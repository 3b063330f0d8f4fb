//! Path expressions over `serde_json::Value` trees.

use serde_json::Value;

use crate::error::{QueryError, Result};

/// One step of a [`Path`].
#[derive(Debug, Clone, PartialEq)]
pub enum Step {
    /// Member lookup on an object.
    Field(String),
    /// Keep the elements of an array that satisfy the predicate.
    Filter(Predicate),
}

/// A relative path, evaluated against a set of context nodes.
#[derive(Debug, Clone, Default, PartialEq)]
pub struct Path {
    steps: Vec<Step>,
}

impl Path {
    /// The empty path, selecting its context node.
    pub fn current() -> Self {
        Self::default()
    }

    #[must_use]
    pub fn field(mut self, name: impl Into<String>) -> Self {
        self.steps.push(Step::Field(name.into()));
        self
    }

    #[must_use]
    pub fn filter(mut self, predicate: Predicate) -> Self {
        self.steps.push(Step::Filter(predicate));
        self
    }

    /// Select every node reachable from `context` along this path.
    pub fn select<'a>(&self, context: &'a Value) -> Vec<&'a Value> {
        let mut nodes = vec![context];
        for step in &self.steps {
            nodes = apply_step(step, nodes);
            if nodes.is_empty() {
                break;
            }
        }
        nodes
    }
}

fn apply_step<'a>(step: &Step, nodes: Vec<&'a Value>) -> Vec<&'a Value> {
    match step {
        Step::Field(name) => nodes
            .into_iter()
            .filter_map(|node| node.as_object().and_then(|map| map.get(name)))
            .collect(),
        Step::Filter(predicate) => nodes
            .into_iter()
            .filter_map(Value::as_array)
            .flatten()
            .filter(|item| predicate.matches(item))
            .collect(),
    }
}

/// A test applied to a single node.
#[derive(Debug, Clone, PartialEq)]
pub enum Predicate {
    /// The path selects at least one node.
    Exists(Path),
    /// The path selects a string equal to the literal.
    Equals(Path, String),
    /// The path selects a present value other than the literal string.
    NotEquals(Path, String),
    /// Every predicate holds.
    All(Vec<Predicate>),
}

impl Predicate {
    pub fn exists(path: Path) -> Self {
        Self::Exists(path)
    }

    pub fn equals(path: Path, literal: impl Into<String>) -> Self {
        Self::Equals(path, literal.into())
    }

    pub fn not_equals(path: Path, literal: impl Into<String>) -> Self {
        Self::NotEquals(path, literal.into())
    }

    pub fn all(predicates: impl IntoIterator<Item = Predicate>) -> Self {
        Self::All(predicates.into_iter().collect())
    }

    pub fn matches(&self, node: &Value) -> bool {
        match self {
            Self::Exists(path) => !path.select(node).is_empty(),
            Self::Equals(path, literal) => path
                .select(node)
                .into_iter()
                .any(|value| value.as_str() == Some(literal.as_str())),
            Self::NotEquals(path, literal) => path
                .select(node)
                .into_iter()
                .any(|value| value.as_str() != Some(literal.as_str())),
            Self::All(predicates) => predicates.iter().all(|predicate| predicate.matches(node)),
        }
    }
}

/// A path anchored at the document root.
#[derive(Debug, Clone, PartialEq)]
pub struct Query {
    path: Path,
}

impl Query {
    pub fn new(path: Path) -> Self {
        Self { path }
    }

    pub fn path(&self) -> &Path {
        &self.path
    }

    /// Evaluate against a whole record.
    ///
    /// # Errors
    ///
    /// Returns [`QueryError::ScalarRoot`] when the record is not a container.
    pub fn select<'a>(&self, record: &'a Value) -> Result<Vec<&'a Value>> {
        match record {
            Value::Object(_) | Value::Array(_) => Ok(self.path.select(record)),
            other => Err(QueryError::ScalarRoot {
                found: kind_name(other),
            }),
        }
    }
}

/// A predicate applied item by item to a list of already selected nodes.
#[derive(Debug, Clone, PartialEq)]
pub struct ListFilter {
    predicate: Predicate,
}

impl ListFilter {
    pub fn new(predicate: Predicate) -> Self {
        Self { predicate }
    }

    pub fn predicate(&self) -> &Predicate {
        &self.predicate
    }

    pub fn select<'a>(&self, items: &[&'a Value]) -> Vec<&'a Value> {
        items
            .iter()
            .copied()
            .filter(|item| self.predicate.matches(item))
            .collect()
    }
}

fn kind_name(value: &Value) -> &'static str {
    match value {
        Value::Null => "null",
        Value::Bool(_) => "a boolean",
        Value::Number(_) => "a number",
        Value::String(_) => "a string",
        Value::Array(_) => "an array",
        Value::Object(_) => "an object",
    }
}

#[cfg(test)]
mod tests {
    use super::*;
    use serde_json::json;

    #[test]
    fn field_steps_tolerate_missing_members() {
        let doc = json!({"a": {"b": 1}});
        assert_eq!(Path::current().field("a").field("b").select(&doc), vec![&json!(1)]);
        assert!(Path::current().field("a").field("c").select(&doc).is_empty());
        assert!(Path::current().field("a").field("b").field("c").select(&doc).is_empty());
    }

    #[test]
    fn filter_only_expands_arrays() {
        let doc = json!({"items": [{"k": "x"}, {"k": "y"}], "single": {"k": "x"}});
        let keep_x = Predicate::equals(Path::current().field("k"), "x");

        let from_array = Path::current().field("items").filter(keep_x.clone()).select(&doc);
        assert_eq!(from_array, vec![&json!({"k": "x"})]);

        let from_object = Path::current().field("single").filter(keep_x).select(&doc);
        assert!(from_object.is_empty());
    }

    #[test]
    fn equals_requires_exact_string() {
        let eq = Predicate::equals(Path::current().field("code"), "laboratory");
        assert!(eq.matches(&json!({"code": "laboratory"})));
        assert!(!eq.matches(&json!({"code": "Laboratory"})));
        assert!(!eq.matches(&json!({"code": "laboratory "})));
        assert!(!eq.matches(&json!({"code": ["laboratory"]})));
        assert!(!eq.matches(&json!({})));
    }

    #[test]
    fn not_equals_requires_presence() {
        let ne = Predicate::not_equals(Path::current().field("code"), "");
        assert!(ne.matches(&json!({"code": "718-7"})));
        assert!(!ne.matches(&json!({"code": ""})));
        assert!(!ne.matches(&json!({})));
        assert!(ne.matches(&json!({"code": 42})));
    }

    #[test]
    fn all_with_no_predicates_holds() {
        assert!(Predicate::all([]).matches(&json!(null)));
    }

    #[test]
    fn query_rejects_scalar_roots() {
        let query = Query::new(Path::current().field("entry"));
        assert!(matches!(
            query.select(&json!("text")),
            Err(QueryError::ScalarRoot { found: "a string" })
        ));
        assert!(query.select(&json!(null)).is_err());
        assert!(query.select(&json!([])).unwrap().is_empty());
        assert!(query.select(&json!({})).unwrap().is_empty());
    }
}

## ASSIGNMENT
Please output the complete set of records above without any alteration.

## SOLVED EXERCISE
repository 3b063330f0d8f4fb
//! Path expressions over `serde_json::Value` trees.

use serde_json::Value;

use crate::error::{QueryError, Result};

/// One step of a [`Path`].
#[derive(Debug, Clone, PartialEq)]
pub enum Step {
    /// Member lookup on an object.
    Field(String),
    /// Keep the elements of an array that satisfy the predicate.
    Filter(Predicate),
}

/// A relative path, evaluated against a set of context nodes.
#[derive(Debug, Clone, Default, PartialEq)]
pub struct Path {
    steps: Vec<Step>,
}

impl Path {
    /// The empty path, selecting its context node.
    pub fn current() -> Self {
        Self::default()
    }

    #[must_use]
    pub fn field(mut self, name: impl Into<String>) -> Self {
        self.steps.push(Step::Field(name.into()));
        self
    }

    #[must_use]
    pub fn filter(mut self, predicate: Predicate) -> Self {
        self.steps.push(Step::Filter(predicate));
        self
    }

    /// Select every node reachable from `context` along this path.
    pub fn select<'a>(&self, context: &'a Value) -> Vec<&'a Value> {
        let mut nodes = vec![context];
        for step in &self.steps {
            nodes = apply_step(step, nodes);
            if nodes.is_empty() {
                break;
            }
        }
        nodes
    }
}

fn apply_step<'a>(step: &Step, nodes: Vec<&'a Value>) -> Vec<&'a Value> {
    match step {
        Step::Field(name) => nodes
            .into_iter()
            .filter_map(|node| node.as_object().and_then(|map| map.get(name)))
            .collect(),
        Step::Filter(predicate) => nodes
            .into_iter()
            .filter_map(Value::as_array)
            .flatten()
            .filter(|item| predicate.matches(item))
            .collect(),
    }
}

/// A test applied to a single node.
#[derive(Debug, Clone, PartialEq)]
pub enum Predicate {
    /// The path selects at least one node.
    Exists(Path),
    /// The path selects a string equal to the literal.
    Equals(Path, String),
    /// The path selects a present value other than the literal string.
    NotEquals(Path, String),
    /// Every predicate holds.
    All(Vec<Predicate>),
}

impl Predicate {
    pub fn exists(path: Path) -> Self {
        Self::Exists(path)
    }

    pub fn equals(path: Path, literal: impl Into<String>) -> Self {
        Self::Equals(path, literal.into())
    }

    pub fn not_equals(path: Path, literal: impl Into<String>) -> Self {
        Self::NotEquals(path, literal.into())
    }

    pub fn all(predicates: impl IntoIterator<Item = Predicate>) -> Self {
        Self::All(predicates.into_iter().collect())
    }

    pub fn matches(&self, node: &Value) -> bool {
        match self {
            Self::Exists(path) => !path.select(node).is_empty(),
            Self::Equals(path, literal) => path
                .select(node)
                .into_iter()
                .any(|value| value.as_str() == Some(literal.as_str())),
            Self::NotEquals(path, literal) => path
                .select(node)
                .into_iter()
                .any(|value| value.as_str() != Some(literal.as_str())),
            Self::All(predicates) => predicates.iter().all(|predicate| predicate.matches(node)),
        }
    }
}

/// A path anchored at the document root.
#[derive(Debug, Clone, PartialEq)]
pub struct Query {
    path: Path,
}

impl Query {
    pub fn new(path: Path) -> Self {
        Self { path }
    }

    pub fn path(&self) -> &Path {
        &self.path
    }

    /// Evaluate against a whole record.
    ///
    /// # Errors
    ///
    /// Returns [`QueryError::ScalarRoot`] when the record is not a container.
    pub fn select<'a>(&self, record: &'a Value) -> Result<Vec<&'a Value>> {
        match record {
            Value::Object(_) | Value::Array(_) => Ok(self.path.select(record)),
            other => Err(QueryError::ScalarRoot {
                found: kind_name(other),
            }),
        }
    }
}

/// A predicate applied item by item to a list of already selected nodes.
#[derive(Debug, Clone, PartialEq)]
pub struct ListFilter {
    predicate: Predicate,
}

impl ListFilter {
    pub fn new(predicate: Predicate) -> Self {
        Self { predicate }
    }

    pub fn predicate(&self) -> &Predicate {
        &self.predicate
    }

    pub fn select<'a>(&self, items: &[&'a Value]) -> Vec<&'a Value> {
        items
            .iter()
            .copied()
            .filter(|item| self.predicate.matches(item))
            .collect()
    }
}

fn kind_name(value: &Value) -> &'static str {
    match value {
        Value::Null => "null",
        Value::Bool(_) => "a boolean",
        Value::Number(_) => "a number",
        Value::String(_) => "a string",
        Value::Array(_) => "an array",
        Value::Object(_) => "an object",
    }
}

#[cfg(test)]
mod tests {
    use super::*;
    use serde_json::json;

    #[test]
    fn field_steps_tolerate_missing_members() {
        let doc = json!({"a": {"b": 1}});
        assert_eq!(Path::current().field("a").field("b").select(&doc), vec![&json!(1)]);
        assert!(Path::current().field("a").field("c").select(&doc).is_empty());
        assert!(Path::current().field("a").field("b").field("c").select(&doc).is_empty());
    }

    #[test]
    fn filter_only_expands_arrays() {
        let doc = json!({"items": [{"k": "x"}, {"k": "y"}], "single": {"k": "x"}});
        let keep_x = Predicate::equals(Path::current().field("k"), "x");

        let from_array = Path::current().field("items").filter(keep_x.clone()).select(&doc);
        assert_eq!(from_array, vec![&json!({"k": "x"})]);

        let from_object = Path::current().field("single").filter(keep_x).select(&doc);
        assert!(from_object.is_empty());
    }

    #[test]
    fn equals_requires_exact_string() {
        let eq = Predicate::equals(Path::current().field("code"), "laboratory");
        assert!(eq.matches(&json!({"code": "laboratory"})));
        assert!(!eq.matches(&json!({"code": "Laboratory"})));
        assert!(!eq.matches(&json!({"code": "laboratory "})));
        assert!(!eq.matches(&json!({"code": ["laboratory"]})));
        assert!(!eq.matches(&json!({})));
    }

    #[test]
    fn not_equals_requires_presence() {
        let ne = Predicate::not_equals(Path::current().field("code"), "");
        assert!(ne.matches(&json!({"code": "718-7"})));
        assert!(!ne.matches(&json!({"code": ""})));
        assert!(!ne.matches(&json!({})));
        assert!(ne.matches(&json!({"code": 42})));
    }

    #[test]
    fn all_with_no_predicates_holds() {
        assert!(Predicate::all([]).matches(&json!(null)));
    }

    #[test]
    fn query_rejects_scalar_roots() {
        let query = Query::new(Path::current().field("entry"));
        assert!(matches!(
            query.select(&json!("text")),
            Err(QueryError::ScalarRoot { found: "a string" })
        ));
        assert!(query.select(&json!(null)).is_err());
        assert!(query.select(&json!([])).unwrap().is_empty());
        assert!(query.select(&json!({})).unwrap().is_empty());
    }
}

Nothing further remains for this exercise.